Bush Flies Into Baghdad in Thanksgiving Day Surprise

Author: 
Naseer Al-Nahr, Asharq Al-Awsat
Publication Date: 
Fri, 2003-11-28 03:00

BAGHDAD, 28 November 2003 — US President George W. Bush secretly traveled to Baghdad and paid a surprise Thanksgiving Day visit to US troops yesterday in what is seen as a morale-boosting mission amid mounting casualties.

In an elaborate plan to ensure his security, Bush slipped away from his Texas ranch on Wednesday night, arrived in Iraq yesterday and spent 2-1/2 hours with the troops.

“I bring a message on behalf of America: We thank you for your service, we are proud of you, and America stands solidly behind you,” Bush told about 600 soldiers, who were stunned to see the president emerge from a side door in a military mess hall at Baghdad International Airport.

Bush dropped plans to eat the traditional turkey dinner with his wife and family in order to visit US troops in the Iraqi capital, making him the first US president ever to visit Iraq.

The troops, mostly from the US Army’s 1st Armored Division and the 82nd Airborne, had no idea Bush would be there.

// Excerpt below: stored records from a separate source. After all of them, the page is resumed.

//! The capability shared by the realtime connection and the polling engine.

use crate::stores::NotificationSink;

/// An engine that produces change notifications into a sink.
///
/// The coordinator swaps engines through this interface alone. Both calls are
/// idempotent: starting a running source or stopping a stopped one does nothing.
pub trait ChangeSource: Send + Sync + 'static {
    fn name(&self) -> &'static str;

    /// Begin producing records into `sink`.
    fn start(&self, sink: NotificationSink);

    /// Stop producing records and release any timers or sockets.
    fn stop(&self);

    fn is_running(&self) -> bool;
}
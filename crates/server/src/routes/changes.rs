//! Development-only change injection.

use axum::{extract::State, http::StatusCode, Json};
use backdesk_shared::SubscriptionEvent;
use serde::Deserialize;
use serde_json::{json, Value};

use crate::state::AppState;

#[derive(Debug, Deserialize)]
pub struct ChangeRequest {
    pub collection: String,
    pub event: SubscriptionEvent,
    #[serde(default)]
    pub data: Value,
}

/// Record a change and push it to every socket subscribed to the collection.
pub async fn record_change(
    State(state): State<AppState>,
    Json(req): Json<ChangeRequest>,
) -> Result<(StatusCode, Json<Value>), (StatusCode, Json<Value>)> {
    if req.collection.trim().is_empty() {
        return Err((
            StatusCode::BAD_REQUEST,
            Json(json!({"error": "collection is required"})),
        ));
    }
    if req.event == SubscriptionEvent::Other {
        return Err((
            StatusCode::BAD_REQUEST,
            Json(json!({"error": "event must be create, update or delete"})),
        ));
    }

    let row = state.changes.record(&req.collection, req.event, req.data);
    tracing::info!("Recorded {:?} in {}", req.event, req.collection);
    Ok((StatusCode::CREATED, Json(row)))
}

In an interview with Asharq Al-Awsat last week, Bush appeared to rule out an imminent visit to Iraq. Saudis therefore reacted with surprise to news of Bush’s appearance in Baghdad, which also gave rise to speculation.

“Perhaps as commander in chief he feels it’s his duty to see the troops,” suggested a Jeddah businessman.

But Jeddah resident Abu Baker was more cynical. “It looks like a carefully planned publicity stunt to me,” he said.

The trip came as the head of Iraq’s Governing Council said yesterday a new US-backed plan to hand sovereignty back to Iraqis will be changed after objections from a senior Shiite leader.

The US-installed council’s head said the plan would be modified to ensure a central role for Islam and to take account of the cleric’s wish that a planned transitional assembly be elected directly.

There was no immediate comment from Washington, which said earlier it would send thousands more Marines to Iraq next year to fight the resistance it blames for attacks on US-led occupying forces.

“The agreement remains, but there’s to be an appendix, with other texts. The agreement is developing,” Governing Council President Jalal Talabani told reporters after meeting Ayatollah Ali Al-Sistani in Najaf.

Sistani’s approval is seen as crucial to getting Iraq’s 60 percent Shiite majority to back the political timetable. The elderly cleric rarely makes public pronouncements on politics but most Iraqi Shiites look to him for guidance. Under the US-backed plan, regional caucuses would select an interim assembly by the end of May, and this body would pick a transitional government the following month. The government would take over sovereignty from the US-led administration, formally ending the occupation, although US-led foreign troops were expected to remain.

“(Sistani) requested that the allies make good on the promises they made to Iraqis. He believes, correctly, that this is democracy,” Talabani said. “There’s an appendix that says Islam is the religion of the majority and it must be respected and considered a main source for the constitution.”

While planning for the transition, the United States said it would send thousands more Marines next year to fight the resistance it blames for violence against the occupying forces.

Guerrillas fired a rocket-propelled grenade at Italy’s Baghdad embassy overnight.

No one was hurt in the attack, which came two weeks after 19 Italians died in a suicide blast in southern Iraq, in Italy’s worst military death toll since World War II.

Two US soldiers and a Polish Army officer — the first victim from that country — were killed in separate attacks in Iraq, it was announced yesterday.

A US soldier was killed in the early hours when his truck drove over a mine near Husaiba, an Iraqi-Syrian border crossing, the US military command announced.